Aberrant TCF21 upregulation in adenomyosis impairs endometrial decidualization by increasing PDE4C expression.

BACKGROUND

Impaired decidualization is a major cause of infertility in patients with adenomyosis (AM). However, the effect of transcription factor 21 (TCF21) on AM and the underlying mechanism of associated-impaired decidualization remain unclear. The aim of this study was to investigate the expression of TCF21 in endometrial tissues of AM patients and the specific mechanisms by which it impairs the decidualization of human endometrial stromal cells (HESCs), with a view to improving the reproductive outcome of AM infertile patients.

METHODS

We compared gene expressions via transcriptomics between the control and AM-associated recurrent implantation failure (RIF) groups. qRT-PCR, western blot, and IHC were performed to confirm the expression and location of TCF21 in the endometrium.
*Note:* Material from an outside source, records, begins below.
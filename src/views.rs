//! Server-side HTML pages
//!
//! Every value that came from a user goes through [`escape`] before it is
//! interpolated.

use axum::http::StatusCode;
use std::fmt::Write;

use crate::models::{Feedback, User};
use crate::routes::validation::{FeedbackForm, FieldErrors, LoginForm, RegisterForm};
use crate::session::PageContext;

/// Escape text for use in HTML element content and quoted attributes
pub fn escape(input: &str) -> String {
    let mut out = String::with_capacity(input.len());
    for c in input.chars() {
        match c {
            '&' => out.push_str("&amp;"),
            '<' => out.push_str("&lt;"),
            '>' => out.push_str("&gt;"),
            '"' => out.push_str("&quot;"),
            '\'' => out.push_str("&#x27;"),
            c => out.push(c),
        }
    }
    out
}

fn layout(title: &str, page: &PageContext, body: &str) -> String {
    let mut nav = String::new();
    match &page.username {
        Some(username) => {
            let username = escape(username);
            let _ = write!(
                nav,
                r#"<a href="/users/{username}">{username}</a> <a href="/logout">Logout</a>"#
            );
        }
        None => nav.push_str(r#"<a href="/login">Login</a> <a href="/register">Register</a>"#),
    }

    let mut flashes = String::new();
    for flash in &page.flashes {
        let _ = write!(
            flashes,
            r#"<div class="alert alert-{}">{}</div>"#,
            flash.level.as_str(),
            escape(&flash.message)
        );
    }

    format!(
        r#"<!DOCTYPE html>
<html lang="en">
<head>
<meta charset="utf-8">
<title>{title} | Feedback</title>
</head>
<body>
<nav>{nav}</nav>
<main>
{flashes}
{body}
</main>
</body>
</html>
"#,
        title = escape(title),
    )
}

fn field_errors(errors: &FieldErrors, field: &str) -> String {
    errors
        .get(field)
        .iter()
        .map(|message| format!(r#"<small class="error">{}</small>"#, escape(message)))
        .collect()
}

fn input(label: &str, name: &str, kind: &str, value: &str, errors: &FieldErrors) -> String {
    format!(
        r#"<p><label for="{name}">{label}</label>
<input id="{name}" name="{name}" type="{kind}" value="{value}">{errors}</p>
"#,
        value = escape(value),
        errors = field_errors(errors, name),
    )
}

fn textarea(label: &str, name: &str, value: &str, errors: &FieldErrors) -> String {
    format!(
        r#"<p><label for="{name}">{label}</label>
<textarea id="{name}" name="{name}">{value}</textarea>{errors}</p>
"#,
        value = escape(value),
        errors = field_errors(errors, name),
    )
}

pub fn register_page(page: &PageContext, form: &RegisterForm, errors: &FieldErrors) -> String {
    let body = format!(
        r#"<h1>Register</h1>
<form method="POST" action="/register">
{}{}{}{}{}<button type="submit">Register</button>
</form>"#,
        input("Username", "username", "text", &form.username, errors),
        // Never echo a password back
        input("Password", "password", "password", "", errors),
        input("Email", "email", "email", &form.email, errors),
        input("First Name", "first_name", "text", &form.first_name, errors),
        input("Last Name", "last_name", "text", &form.last_name, errors),
    );
    layout("Register", page, &body)
}

pub fn login_page(
    page: &PageContext,
    form: &LoginForm,
    errors: &FieldErrors,
    notice: Option<&str>,
) -> String {
    let notice = notice
        .map(|n| format!(r#"<div class="alert alert-danger">{}</div>"#, escape(n)))
        .unwrap_or_default();

    let body = format!(
        r#"<h1>Login</h1>
{notice}
<form method="POST" action="/login">
{}{}<button type="submit">Login</button>
</form>"#,
        input("Username", "username", "text", &form.username, errors),
        input("Password", "password", "password", "", errors),
    );
    layout("Login", page, &body)
}

pub fn user_page(page: &PageContext, user: &User, posts: &[Feedback]) -> String {
    let username = escape(&user.username);

    let mut list = String::new();
    for post in posts {
        let _ = write!(
            list,
            r#"<li>
<h3>{title}</h3>
<p>{content}</p>
<a href="/feedback/{id}/edit">Edit</a>
<form method="POST" action="/feedback/{id}/delete"><button type="submit">Delete</button></form>
</li>
"#,
            id = post.id,
            title = escape(&post.title),
            content = escape(&post.content),
        );
    }
    if list.is_empty() {
        list.push_str("<li>No feedback yet.</li>\n");
    }

    let body = format!(
        r#"<h1>{username}</h1>
<ul class="user-info">
<li>Name: {name}</li>
<li>Email: {email}</li>
</ul>
<h2>Feedback</h2>
<ul class="feedback">
{list}</ul>
<a href="/users/{username}/feedback/add">Add Feedback</a>
<form method="POST" action="/users/{username}/delete"><button type="submit">Delete Account</button></form>"#,
        name = escape(&user.full_name()),
        email = escape(&user.email),
    );
    layout(&user.username, page, &body)
}

/// Shared by the add and edit routes; `action` is the form's POST target
pub fn feedback_page(
    page: &PageContext,
    heading: &str,
    action: &str,
    form: &FeedbackForm,
    errors: &FieldErrors,
) -> String {
    let body = format!(
        r#"<h1>{heading}</h1>
<form method="POST" action="{action}">
{}{}<button type="submit">Save</button>
</form>"#,
        input("Title", "title", "text", &form.title, errors),
        textarea("Content", "content", &form.content, errors),
        heading = escape(heading),
        action = escape(action),
    );
    layout(heading, page, &body)
}

/// Bare error page; used where no session is at hand
pub fn error_page(status: StatusCode, message: &str) -> String {
    layout(
        status.canonical_reason().unwrap_or("Error"),
        &PageContext::default(),
        &format!(
            "<h1>{}</h1>\n<p>{}</p>\n<a href=\"/\">Home</a>",
            status.as_u16(),
            escape(message)
        ),
    )
}

#[cfg(test)]
mod tests {
    use super::*;
    use crate::session::{Flash, FlashLevel};

    #[test]
    fn test_escape() {
        assert_eq!(escape("plain"), "plain");
        assert_eq!(
            escape(r#"<script>alert("x's")</script> & more"#),
            "&lt;script&gt;alert(&quot;x&#x27;s&quot;)&lt;/script&gt; &amp; more"
        );
    }

    #[test]
    fn test_layout_shows_flashes_and_nav() {
        let page = PageContext {
            username: Some("alice".to_string()),
            flashes: vec![Flash {
                level: FlashLevel::Success,
                message: "<b>hi</b>".to_string(),
            }],
        };

        let html = layout("Title", &page, "<p>body</p>");
        assert!(html.contains(r#"<div class="alert alert-success">&lt;b&gt;hi&lt;/b&gt;</div>"#));
        assert!(html.contains(r#"href="/logout""#));
        assert!(html.contains("<p>body</p>"));

        let html = layout("Title", &PageContext::default(), "");
        assert!(html.contains(r#"href="/login""#));
        assert!(!html.contains("alert"));
    }

    #[test]
    fn test_register_page_keeps_values_but_not_password() {
        let form = RegisterForm {
            username: "alice".to_string(),
            password: "secret1".to_string(),
            email: "a@x.com".to_string(),
            ..Default::default()
        };
        let mut errors = FieldErrors::default();
        errors.add("username", "Username taken. Please pick another");

        let html = register_page(&PageContext::default(), &form, &errors);
        assert!(html.contains(r#"value="alice""#));
        assert!(html.contains(r#"value="a@x.com""#));
        assert!(!html.contains("secret1"));
        assert!(html.contains("Username taken. Please pick another"));
    }

    #[test]
    fn test_login_page_notice() {
        let html = login_page(
            &PageContext::default(),
            &LoginForm::default(),
            &FieldErrors::default(),
            Some("Invalid username/password"),
        );
        assert!(html.contains("Invalid username/password"));
    }

    #[test]
    fn test_feedback_page_escapes_content() {
        let form = FeedbackForm {
            title: "Hi".to_string(),
            content: "</textarea><script>".to_string(),
        };

        let html = feedback_page(
            &PageContext::default(),
            "Edit Feedback",
            "/feedback/1/edit",
            &form,
            &FieldErrors::default(),
        );
        assert!(html.contains(r#"action="/feedback/1/edit""#));
        assert!(html.contains("&lt;/textarea&gt;&lt;script&gt;"));
        assert!(!html.contains("</textarea><script>"));
    }

    #[test]
    fn test_error_page() {
        let html = error_page(StatusCode::NOT_FOUND, "Feedback not found");
        assert!(html.contains("<h1>404</h1>"));
        assert!(html.contains("Feedback not found"));
    }
}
Furthermore, we confirmed that high expression of TCF21 impairs decidualization by qRT-PCR, immunofluorescence, and western blot. RNA-seq following overexpression of TCF21 in HESCs was conducted to identify TCF21-related molecular changes during in vitro decidualization. Then we performed ChIP-seq/qPCR and dual-luciferase reporter assay to explore the exact interaction between TCF21 and PDE4C. The related downstream mechanisms were further proved using IHC, qRT-PCR, western blot, and ELISA.

RESULTS

According to the RNA-seq analysis, TCF21 expression was remarkably higher in the endometrium of the AM-related RIF group compared to the control group. We confirmed the same results using samples from patients with AM and controls. TCF21 overexpression in HESCs impaired decidualization through suppression of decidual markers and cytoskeleton alterations. The mechanistic analysis revealed that TCF21 inhibited intracellular cAMP levels by directly increasing PDE4C expression and suppressing FOXO1 expression.

CONCLUSIONS

TCF21 compromises decidualization in patients with AM via the PDE4C/cAMP-FOXO1 axis, which offers valuable insights on the pathology of decidualization-related infertility and indicates a potential treatment to improve endometrial receptivity in AM.